Downtown OKC Pot Raid Uncovers 3,200 Plants, Guns and Five Arrests

An indoor grow operation just outside downtown Oklahoma City turned into a major bust on Friday, when agents with the Oklahoma Attorney General’s Organized Crime Task Force raided two locations and seized nearly 3,200 marijuana plants along with about 440 pounds of processed marijuana. Five people were taken into custody in the coordinated sweep, and investigators say they found multiple firearms at both spots. Officials believe the grow was feeding the black market instead of operating under Oklahoma’s medical marijuana program.

According to KOKH, agents executed warrants at a downtown facility identified in records as CN Solutions LLC and at a northwest Oklahoma City residence tied to the business. Investigators arrested one person at the commercial site and four at the home.

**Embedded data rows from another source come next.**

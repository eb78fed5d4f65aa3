use ark_bn254::{G1Affine, G2Affine};
use core::fmt;

use crate::errors::KzgError;

/// Represents the Structured Reference String (SRS) used in KZG commitments.
///
/// For a secret scalar α and a maximum degree t the SRS holds
/// `[g, g^α, ..., g^{α^t}]` in G1 and `[h, h^α, ..., h^{α^t}]` in G2, with
/// g and h the fixed generators of each group. α itself is not part of the
/// SRS. Once built the SRS is never mutated and can be shared freely across
/// threads.
#[derive(Debug, PartialEq, Eq, Clone)]
pub struct SRS {
    // Points are stored in monomial form, ready to be used for commitments
    // with polynomials in coefficient form.
    g1: Vec<G1Affine>,
    g2: Vec<G2Affine>,
}

impl SRS {
    /// Builds an SRS from already computed powers.
    ///
    /// # Errors
    ///
    /// * [KzgError::InvalidSrs] if either sequence is empty or the two
    ///   sequences differ in length.
    pub fn from_powers(g1: Vec<G1Affine>, g2: Vec<G2Affine>) -> Result<Self, KzgError> {
        if g1.is_empty() {
            return Err(KzgError::InvalidSrs("SRS must hold at least one point".to_string()));
        }
        if g1.len() != g2.len() {
            return Err(KzgError::InvalidSrs(format!(
                "G1 has {} powers but G2 has {}",
                g1.len(),
                g2.len()
            )));
        }
        Ok(Self { g1, g2 })
    }

    /// Powers of the secret in G1, starting at the generator.
    pub fn g1(&self) -> &[G1Affine] {
        &self.g1
    }

    /// Powers of the secret in G2, starting at the generator.
    pub fn g2(&self) -> &[G2Affine] {
        &self.g2
    }

    /// The largest polynomial degree this SRS can commit to.
    pub fn max_degree(&self) -> usize {
        self.g1.len() - 1
    }

    /// Number of powers held in each group, `max_degree() + 1`.
    pub fn len(&self) -> usize {
        self.g1.len()
    }

    /// Always false, an SRS holds at least one point per group.
    pub fn is_empty(&self) -> bool {
        self.g1.is_empty()
    }
}

impl fmt::Display for SRS {
    fn fmt(&self, f: &mut fmt::Formatter<'_>) -> fmt::Result {
        write!(f, "[ ")?;
        for point in &self.g1 {
            write!(f, "{}, ", point)?;
        }
        write!(f, "]")
    }
}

KOKH reported that agents seized six firearms at the business and two more at the residence.

Oklahoma Attorney General Gentner Drummond cast the operation as one more step in a broader effort to squeeze illegal grows out of the state. “We are finding and shutting down illegal grow operations all across Oklahoma from rural farm areas to urban facilities; we will continue aggressively pursuing these criminal organizations until they are driven out of Oklahoma,” he said, as quoted by the station. Investigators told KOKH the downtown site was believed to be operating without proper licensing and to have been distributing marijuana on the black market.

Part of a statewide crackdown

The Attorney General’s Organized Crime Task Force has been busy with similar large-scale raids in recent months, targeting unlicensed operations and alleged straw-ownership schemes that aim to skirt state rules. The Oklahoma Attorney General’s Office has outlined multi-agency actions this spring that resulted in the seizure of tens of thousands of plants and hundreds of pounds of processed marijuana across Oklahoma.

Federal investigations add pressure

Federal law enforcement is also turning up the heat on networks tied to black-market marijuana production. In April, a Justice Department news release detailed an indictment that, according to prosecutors, came after searches across the country turned up roughly 61,000 marijuana plants and about 550 kilograms of processed product. That case illustrates how local raids in Oklahoma can connect to much larger national investigations…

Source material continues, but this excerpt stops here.